> [Directions]:
Scan the entries for lines with the word "registry" and copy those lines.
====== Records to use
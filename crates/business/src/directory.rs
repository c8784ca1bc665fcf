//! Director registry service
//!
//! Wraps the assignment engine and the read/maintenance queries behind one
//! type so the HTTP and CLI layers share a single entry point. Every method
//! takes the raw company code and rejects unknown codes before querying.

use crate::engine::AssignmentEngine;
use crate::error::BusinessResult;
use director_core::{AssignmentOutcome, AssignmentRequest, Company};
use director_persistence::{
    AccountDirectoryRepo, BusinessUnitRepo, ClassRepo, CompanyRepo, Database, DirectorRepo,
    DirectorRow, SqliteStore,
};
use sqlx::SqlitePool;

/// Director registry over one database
#[derive(Debug, Clone)]
pub struct DirectorService {
    db: Database,
    engine: AssignmentEngine<SqliteStore>,
}

impl DirectorService {
    pub fn new(db: Database) -> Self {
        let engine = AssignmentEngine::new(db.store());
        Self { db, engine }
    }

    fn pool(&self) -> &SqlitePool {
        self.db.pool()
    }

    pub fn database(&self) -> &Database {
        &self.db
    }

    /// Run the assignment pipeline
    pub async fn assign_director(
        &self,
        request: &AssignmentRequest,
    ) -> BusinessResult<AssignmentOutcome> {
        self.engine.assign_director(request).await
    }

    /// Companies that have at least one director
    pub async fn list_companies(&self) -> BusinessResult<Vec<Company>> {
        Ok(CompanyRepo::with_directors(self.pool()).await?)
    }

    /// All business-unit labels of a company
    pub async fn list_business_units(&self, company: &str) -> BusinessResult<Vec<String>> {
        let company: Company = company.parse()?;
        let units = BusinessUnitRepo::get_by_company(self.pool(), company).await?;
        Ok(units.into_iter().map(|u| u.label).collect())
    }

    /// Labels of the units a directed class is mapped to
    pub async fn business_units_for_class(
        &self,
        company: &str,
        class: &str,
    ) -> BusinessResult<Vec<String>> {
        let company: Company = company.parse()?;
        Ok(BusinessUnitRepo::labels_for_class(self.pool(), company, class).await?)
    }

    /// Label of the unit the class's director sits under, if any
    pub async fn business_unit_for_class(
        &self,
        company: &str,
        class: &str,
    ) -> BusinessResult<Option<String>> {
        let company: Company = company.parse()?;
        Ok(BusinessUnitRepo::director_label_for_class(self.pool(), company, class).await?)
    }

    /// Classes with a director
    pub async fn list_director_classes(&self, company: &str) -> BusinessResult<Vec<String>> {
        let company: Company = company.parse()?;
        Ok(DirectorRepo::classes_for_company(self.pool(), company).await?)
    }

    /// Every class registered in the BU-mapping table
    pub async fn list_registered_classes(&self, company: &str) -> BusinessResult<Vec<String>> {
        let company: Company = company.parse()?;
        Ok(ClassRepo::get_by_company(self.pool(), company).await?)
    }

    pub async fn search_directors(
        &self,
        company: &str,
        business_unit: &str,
        class: &str,
    ) -> BusinessResult<Vec<DirectorRow>> {
        let company: Company = company.parse()?;
        Ok(DirectorRepo::search(self.pool(), company, business_unit, class).await?)
    }

    pub async fn list_all_directors(&self) -> BusinessResult<Vec<DirectorRow>> {
        Ok(DirectorRepo::get_all(self.pool()).await?)
    }

    pub async fn list_directors_for_company(
        &self,
        company: &str,
    ) -> BusinessResult<Vec<DirectorRow>> {
        let company: Company = company.parse()?;
        Ok(DirectorRepo::get_by_company(self.pool(), company).await?)
    }

    /// Directory accounts in the company's namespace
    pub async fn list_directory_accounts(&self, company: &str) -> BusinessResult<Vec<String>> {
        let company: Company = company.parse()?;
        Ok(AccountDirectoryRepo::get_by_company(self.pool(), company).await?)
    }

    /// Point the director of (company, unit, class) at another account.
    ///
    /// The account is normalized like an assignment. Returns rows updated.
    pub async fn update_director_account(
        &self,
        company: &str,
        business_unit: &str,
        class: &str,
        nt_account: &str,
    ) -> BusinessResult<u64> {
        let request = AssignmentRequest::new(company, business_unit, class, nt_account);
        let company = request.validate()?;
        let nt_account = company.normalize_account(nt_account);

        let updated =
            DirectorRepo::update_account(self.pool(), company, business_unit, class, &nt_account)
                .await?;
        tracing::info!(
            %company,
            class,
            business_unit,
            nt_account = %nt_account,
            updated,
            "director account updated"
        );
        Ok(updated)
    }

    /// Remove the class from the BU-mapping table
    pub async fn delete_class_mapping(&self, class: &str, company: &str) -> BusinessResult<u64> {
        let company: Company = company.parse()?;
        let deleted = ClassRepo::delete(self.pool(), company, class).await?;
        tracing::info!(%company, class, deleted, "class mapping deleted");
        Ok(deleted)
    }

    /// Remove every director row of the class
    pub async fn delete_director_association(
        &self,
        class: &str,
        company: &str,
    ) -> BusinessResult<u64> {
        let company: Company = company.parse()?;
        let deleted = DirectorRepo::delete_for_class(self.pool(), company, class).await?;
        tracing::info!(%company, class, deleted, "director association deleted");
        Ok(deleted)
    }
}
//! Database schema definitions
//!
//! Row types cho sqlx mapping từ SQLite tables, plus the bootstrap DDL.
//!
//! | table                   | holds                                            |
//! |-------------------------|--------------------------------------------------|
//! | `business_units`        | group id + label per company                     |
//! | `bu_classes`            | classes registered as assignable to a BU         |
//! | `director_associations` | (company, class, group id, account, role) rows   |
//! | `directory_accounts`    | known domain accounts                            |

use crate::error::PersistenceResult;
use serde::{Deserialize, Serialize};
use sqlx::SqlitePool;

const SCHEMA: &str = r#"
CREATE TABLE IF NOT EXISTS business_units (
    group_id INTEGER PRIMARY KEY,
    company TEXT NOT NULL,
    label TEXT NOT NULL,
    UNIQUE(company, label)
);

CREATE TABLE IF NOT EXISTS bu_classes (
    group_id INTEGER NOT NULL,
    class TEXT NOT NULL,
    company TEXT NOT NULL,
    PRIMARY KEY (group_id, class, company),
    FOREIGN KEY (group_id) REFERENCES business_units(group_id)
);

CREATE TABLE IF NOT EXISTS director_associations (
    id INTEGER PRIMARY KEY AUTOINCREMENT,
    company TEXT NOT NULL,
    class TEXT NOT NULL,
    group_id INTEGER NOT NULL,
    nt_account TEXT NOT NULL,
    role TEXT NOT NULL
);

CREATE INDEX IF NOT EXISTS idx_director_associations_class
    ON director_associations (company, class, role);

CREATE TABLE IF NOT EXISTS directory_accounts (
    nt_account TEXT PRIMARY KEY
);
"#;

/// Create every table if it is missing. Safe to run repeatedly.
pub async fn create_schema(pool: &SqlitePool) -> PersistenceResult<()> {
    sqlx::query(SCHEMA).execute(pool).await?;
    Ok(())
}

/// Row type cho bảng `business_units`
#[derive(Debug, Clone, PartialEq, Eq, sqlx::FromRow, Serialize, Deserialize)]
#[serde(rename_all = "camelCase")]
pub struct BusinessUnitRow {
    pub group_id: i64,
    pub company: String,
    pub label: String,
}

/// Row type cho bảng `director_associations`
#[derive(Debug, Clone, PartialEq, Eq, sqlx::FromRow, Serialize, Deserialize)]
#[serde(rename_all = "camelCase")]
pub struct AssociationRow {
    pub id: i64,
    pub company: String,
    pub class: String,
    pub group_id: i64,
    pub nt_account: String,
    pub role: String,
}

/// A director association joined with its business-unit label.
///
/// This is the shape every listing endpoint returns.
#[derive(Debug, Clone, PartialEq, Eq, sqlx::FromRow, Serialize, Deserialize)]
#[serde(rename_all = "camelCase")]
pub struct DirectorRow {
    pub company: String,
    pub business_unit: String,
    pub class: String,
    pub role: String,
    pub nt_account: String,
}
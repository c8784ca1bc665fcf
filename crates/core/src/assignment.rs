//! Director assignment input and result types.

use crate::company::Company;
use crate::error::{CoreError, CoreResult};
use serde::{Deserialize, Deserializer, Serialize};
use std::fmt;

/// Role value stored on every association row written by the registry.
pub const DIRECTOR_ROLE: &str = "director";

/// Internal identifier of a business unit ("group id").
#[derive(Debug, Clone, Copy, PartialEq, Eq, Hash, PartialOrd, Ord, Serialize, Deserialize)]
pub struct GroupId(pub i64);

impl GroupId {
    pub fn get(self) -> i64 {
        self.0
    }
}

impl fmt::Display for GroupId {
    fn fmt(&self, f: &mut fmt::Formatter<'_>) -> fmt::Result {
        write!(f, "{}", self.0)
    }
}

/// The four fields of an assignment request.
///
/// Field names follow the request payload (`businessUnit`, `clazz`,
/// `ntAccount`). Missing and `null` fields deserialize as empty strings and
/// are rejected by [`AssignmentRequest::validate`].
#[derive(Debug, Clone, Default, PartialEq, Eq, Serialize, Deserialize)]
#[serde(rename_all = "camelCase", default)]
pub struct AssignmentRequest {
    #[serde(deserialize_with = "null_as_empty")]
    pub company: String,
    #[serde(deserialize_with = "null_as_empty")]
    pub business_unit: String,
    #[serde(rename = "clazz", deserialize_with = "null_as_empty")]
    pub class: String,
    #[serde(deserialize_with = "null_as_empty")]
    pub nt_account: String,
}

fn null_as_empty<'de, D>(deserializer: D) -> Result<String, D::Error>
where
    D: Deserializer<'de>,
{
    Ok(Option::<String>::deserialize(deserializer)?.unwrap_or_default())
}

impl AssignmentRequest {
    pub fn new(company: &str, business_unit: &str, class: &str, nt_account: &str) -> Self {
        Self {
            company: company.to_string(),
            business_unit: business_unit.to_string(),
            class: class.to_string(),
            nt_account: nt_account.to_string(),
        }
    }

    /// Check required fields, then resolve the company code.
    ///
    /// Blank fields win over an unknown company so that a request with
    /// nothing in it reports what is missing.
    pub fn validate(&self) -> CoreResult<Company> {
        let fields = [
            ("company", &self.company),
            ("businessUnit", &self.business_unit),
            ("clazz", &self.class),
            ("ntAccount", &self.nt_account),
        ];
        for (name, value) in fields {
            if value.trim().is_empty() {
                return Err(CoreError::missing_field(name));
            }
        }
        self.company.parse()
    }
}

/// Result domain of a director assignment.
///
/// Rejections are ordinary values here, not errors.
#[derive(Debug, Clone, Copy, PartialEq, Eq, Serialize, Deserialize)]
#[serde(tag = "outcome", rename_all = "snake_case")]
pub enum AssignmentOutcome {
    /// Row inserted, or an identical row was already present (`rows_inserted == 0`)
    Assigned { rows_inserted: u64 },
    BusinessUnitNotFound,
    ClassNotFound,
    /// The class already has a director under a different business unit
    ClassBusinessUnitConflict,
    /// The (company, class, business unit) triple already has a director
    DuplicateDirector,
}

impl AssignmentOutcome {
    pub fn rows_inserted(&self) -> u64 {
        match self {
            AssignmentOutcome::Assigned { rows_inserted } => *rows_inserted,
            _ => 0,
        }
    }

    /// Caller-facing message
    pub fn message(&self) -> &'static str {
        match self {
            AssignmentOutcome::Assigned { .. } => "Director assigned.",
            AssignmentOutcome::BusinessUnitNotFound => "Business Unit not found.",
            AssignmentOutcome::ClassNotFound => "Class not found.",
            AssignmentOutcome::ClassBusinessUnitConflict => {
                "Class already associated to a different Business Unit."
            }
            AssignmentOutcome::DuplicateDirector => "A director already exists for this Class.",
        }
    }
}

impl fmt::Display for AssignmentOutcome {
    fn fmt(&self, f: &mut fmt::Formatter<'_>) -> fmt::Result {
        match self {
            AssignmentOutcome::Assigned { rows_inserted } => {
                write!(f, "assigned ({} row(s) inserted)", rows_inserted)
            }
            other => write!(f, "{}", other.message()),
        }
    }
}

#[cfg(test)]
mod tests {
    use super::*;

    #[test]
    fn test_validate_ok() {
        let req = AssignmentRequest::new("FUTE", "Sales", "C100", "jdoe");
        assert_eq!(req.validate().unwrap(), Company::Fute);
    }

    #[test]
    fn test_validate_blank_field() {
        let req = AssignmentRequest::new("FUTA", "  ", "C100", "jdoe");
        assert_eq!(
            req.validate().unwrap_err(),
            CoreError::missing_field("businessUnit")
        );
    }

    #[test]
    fn test_validate_reports_missing_before_company() {
        let req = AssignmentRequest::new("ACME", "Sales", "", "jdoe");
        assert_eq!(req.validate().unwrap_err(), CoreError::missing_field("clazz"));

        let req = AssignmentRequest::new("ACME", "Sales", "C1", "jdoe");
        assert!(req.validate().unwrap_err().is_unrecognized_company());
    }

    #[test]
    fn test_request_payload_names() {
        let req: AssignmentRequest = serde_json::from_str(
            r#"{"company":"FUTA","businessUnit":"Sales","clazz":"C1","ntAccount":"jdoe"}"#,
        )
        .unwrap();
        assert_eq!(req, AssignmentRequest::new("FUTA", "Sales", "C1", "jdoe"));

        let partial: AssignmentRequest = serde_json::from_str(r#"{"company":"FUTA"}"#).unwrap();
        assert!(partial.class.is_empty());
    }

    #[test]
    fn test_null_field_is_missing_field() {
        let req: AssignmentRequest = serde_json::from_str(
            r#"{"company":"FUTA","businessUnit":null,"clazz":"C1","ntAccount":"jdoe"}"#,
        )
        .unwrap();
        assert!(req.business_unit.is_empty());
        assert_eq!(
            req.validate().unwrap_err(),
            CoreError::missing_field("businessUnit")
        );
    }

    #[test]
    fn test_outcome_rows() {
        assert_eq!(AssignmentOutcome::Assigned { rows_inserted: 1 }.rows_inserted(), 1);
        assert_eq!(AssignmentOutcome::DuplicateDirector.rows_inserted(), 0);
    }

    #[test]
    fn test_outcome_display() {
        assert_eq!(
            AssignmentOutcome::Assigned { rows_inserted: 0 }.to_string(),
            "assigned (0 row(s) inserted)"
        );
        assert_eq!(AssignmentOutcome::ClassNotFound.to_string(), "Class not found.");
    }
}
============
> [Solution for this exercise]:
//! Director registry service
/// Director registry over one database
/// Role value stored on every association row written by the registry.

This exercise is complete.